Cardiomyopathies are primary disorders of the myocardium that are classified as dilated, hypertrophic, or restrictive, according to the changes produced in cardiac morphology and physiology. Cardiomyopathy is an important cause of heart failure, and the most common diagnosis in patients referred for cardiac transplantation. Both adverse clinical outcomes and diminished survival from cardiomyopathy have provided considerable anatomical and histopathological information about these disorders over the past several decades. In concert with hemodynamic profiling, investigations have defined profound structural remodeling and functional changes that reflect both adaptive and maladaptive responses to triggers of cardiomyopathy.

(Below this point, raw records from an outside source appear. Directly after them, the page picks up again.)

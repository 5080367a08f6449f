// Copyright (c) 2025 Dimitris Kafetzis
//
// Licensed under the MIT License.
// See LICENSE file in the project root for full license information.
//
// SPDX-License-Identifier: MIT

//! Rules for broadcasting arithmetic, activations and softmax.

use tensor_core::{DType, Dim, Quantization, Shape};

use super::{expect_dtype_in, invalid, operand, InferError, OutputRule, QuantRule};
use crate::{Node, OpKind, TensorDef};

/// Numpy-style broadcast of two shapes, aligned on the trailing axis.
///
/// An unknown extent paired with a known extent greater than one resolves
/// to the known extent; paired with one or another unknown it stays
/// unknown.
pub fn broadcast_shapes(lhs: &Shape, rhs: &Shape) -> Result<Shape, InferError> {
    let rank = lhs.rank().max(rhs.rank());
    let pick = |s: &Shape, i: usize| -> Dim {
        let offset = rank - s.rank();
        if i < offset {
            Dim::Known(1)
        } else {
            s.dims()[i - offset]
        }
    };
    let mut dims = Vec::with_capacity(rank);
    for i in 0..rank {
        let d = match (pick(lhs, i), pick(rhs, i)) {
            (Dim::Known(a), Dim::Known(b)) if a == b => Dim::Known(a),
            (Dim::Known(1), other) | (other, Dim::Known(1)) => other,
            (Dim::Known(a), Dim::Known(b)) => {
                return Err(invalid(format!("cannot broadcast {lhs} with {rhs} (axis {i}: {a} vs {b})")))
            }
            (Dim::Unknown, Dim::Known(n)) | (Dim::Known(n), Dim::Unknown) => Dim::Known(n),
            (Dim::Unknown, Dim::Unknown) => Dim::Unknown,
        };
        dims.push(d);
    }
    Ok(Shape::from_dims(dims))
}

pub(super) fn arithmetic(node: &Node, inputs: &[&TensorDef]) -> Result<OutputRule, InferError> {
    let lhs = operand(inputs, 0, "lhs")?;
    let rhs = operand(inputs, 1, "rhs")?;
    expect_dtype_in(
        lhs,
        &[DType::F32, DType::U8, DType::I8, DType::I16, DType::I32, DType::I64],
        node.kind,
    )?;
    if lhs.info.dtype != rhs.info.dtype {
        return Err(invalid(format!(
            "'{}' operands differ in type: {} vs {}",
            node.kind, lhs.info.dtype, rhs.info.dtype
        )));
    }
    let shape = broadcast_shapes(&lhs.info.shape, &rhs.info.shape)?;
    Ok(OutputRule::rescaled(shape, lhs.info.dtype))
}

/// Output range of logistic and tanh on quantized types.
fn fixed_activation_range(kind: OpKind, dtype: DType) -> Option<Quantization> {
    let (scale, zero_point) = match (kind, dtype) {
        (OpKind::Logistic, DType::U8) => (1.0 / 256.0, 0),
        (OpKind::Logistic, DType::I8) => (1.0 / 256.0, -128),
        (OpKind::Tanh, DType::U8) => (1.0 / 128.0, 128),
        (OpKind::Tanh, DType::I8) => (1.0 / 128.0, 0),
        (OpKind::Logistic | OpKind::Tanh, DType::I16) => (1.0 / 32768.0, 0),
        _ => return None,
    };
    Some(Quantization::per_tensor(scale, zero_point))
}

pub(super) fn activation(node: &Node, inputs: &[&TensorDef]) -> Result<OutputRule, InferError> {
    let input = operand(inputs, 0, "input")?;
    let allowed: &[DType] = match node.kind {
        OpKind::Gelu => &[DType::F32, DType::U8, DType::I8],
        _ => &[DType::F32, DType::U8, DType::I8, DType::I16],
    };
    expect_dtype_in(input, allowed, node.kind)?;
    if input.info.dtype.is_quantized() && input.info.quantization.is_none() {
        return Err(invalid(format!(
            "quantized input '{}' has no quantization parameters",
            input.name
        )));
    }
    let mut rule = OutputRule::inherit(input.info.shape.clone(), &input.info);
    if let Some(q) = fixed_activation_range(node.kind, input.info.dtype) {
        rule.quant = QuantRule::Fixed(q);
    }
    Ok(rule)
}

pub(super) fn softmax(inputs: &[&TensorDef]) -> Result<OutputRule, InferError> {
    let input = operand(inputs, 0, "input")?;
    expect_dtype_in(input, &[DType::F32, DType::U8, DType::I8], OpKind::Softmax)?;
    if input.info.shape.rank() == 0 {
        return Err(invalid("softmax needs at least one axis"));
    }
    let quant = match input.info.dtype {
        DType::U8 => QuantRule::Fixed(Quantization::per_tensor(1.0 / 256.0, 0)),
        DType::I8 => QuantRule::Fixed(Quantization::per_tensor(1.0 / 256.0, -128)),
        _ => QuantRule::Inherit(None),
    };
    Ok(OutputRule {
        shape: input.info.shape.clone(),
        dtype: input.info.dtype,
        quant,
    })
}

#[cfg(test)]
mod tests {
    use super::super::test_util::*;
    use super::super::test_util::activation;
    use super::super::infer_node;
    use super::*;
    use crate::{ArithmeticOptions, NodeOptions, TensorId};
    use tensor_core::Layout;

    #[test]
    fn test_broadcast_rules() {
        let s = |d: &[usize]| Shape::new(d.to_vec());
        assert_eq!(broadcast_shapes(&s(&[2, 3]), &s(&[3])).unwrap(), s(&[2, 3]));
        assert_eq!(broadcast_shapes(&s(&[4, 1, 5]), &s(&[3, 1])).unwrap(), s(&[4, 3, 5]));
        assert!(broadcast_shapes(&s(&[2, 3]), &s(&[4])).is_err());

        let partial = Shape::from_dims(vec![Dim::Unknown, Dim::Known(8)]);
        let b = broadcast_shapes(&partial, &s(&[1])).unwrap();
        assert_eq!(b.to_string(), "[?, 8]");
    }

    #[test]
    fn test_add_requires_matching_types() {
        let node = Node::new(
            "add",
            OpKind::Add,
            vec![TensorId(0), TensorId(1)],
            vec![TensorId(2)],
            NodeOptions::Arithmetic(ArithmeticOptions::default()),
        );
        let a = activation("a", &[1, 4], DType::F32);
        let b = activation("b", &[1, 4], DType::I32);
        assert!(infer_node(&node, &[&a, &b], Layout::Nhwc, &[&out(DType::F32)]).is_err());
        let b = activation("b", &[4], DType::F32);
        let infos = infer_node(&node, &[&a, &b], Layout::Nhwc, &[&out(DType::F32)]).unwrap();
        assert_eq!(infos[0].shape, Shape::new(vec![1, 4]));
    }

    #[test]
    fn test_logistic_fixed_output_range() {
        let node = Node::new(
            "sig",
            OpKind::Logistic,
            vec![TensorId(0)],
            vec![TensorId(1)],
            NodeOptions::None,
        );
        let mut input = activation("x", &[1, 8], DType::I8);
        input.info.quantization = Some(Quantization::per_tensor(0.1, 4));
        let infos = infer_node(&node, &[&input], Layout::Nhwc, &[&out(DType::I8)]).unwrap();
        assert_eq!(infos[0].scale_zero_point(), (1.0 / 256.0, -128));

        let mut declared = out(DType::I8);
        declared.info.quantization = Some(Quantization::per_tensor(0.1, 4));
        assert!(infer_node(&node, &[&input], Layout::Nhwc, &[&declared]).is_err());
    }

    #[test]
    fn test_relu_inherits_quantization() {
        let node = Node::new("relu", OpKind::Relu, vec![TensorId(0)], vec![TensorId(1)], NodeOptions::None);
        let mut input = activation("x", &[2, 2], DType::U8);
        input.info.quantization = Some(Quantization::per_tensor(0.5, 10));
        let infos = infer_node(&node, &[&input], Layout::Nhwc, &[&out(DType::U8)]).unwrap();
        assert_eq!(infos[0].scale_zero_point(), (0.5, 10));
    }
}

While such studies have defined natural history and provided important insights that shape management, these data have yielded few insights into the causes of primary cardiomyopathies. However, with the recognition of familial incidence and the delineation of Mendelian patterns of transmission of primary cardiomyopathies, the strategies used to study these intriguing disorders shifted from pathophysiology to human molecular genetics. Definition of autosomal dominant, recessive and X-linked inheritance of cardiomyopathies has fostered genome-wide mapping studies and, more recently, the discovery of cardiomyopathy genes. This productive line of research has caused a fundamental change in conventional paradigms about human cardiomyopathies: these ‘idiopathic’ disorders are now recognized as resulting from heritable gene mutations.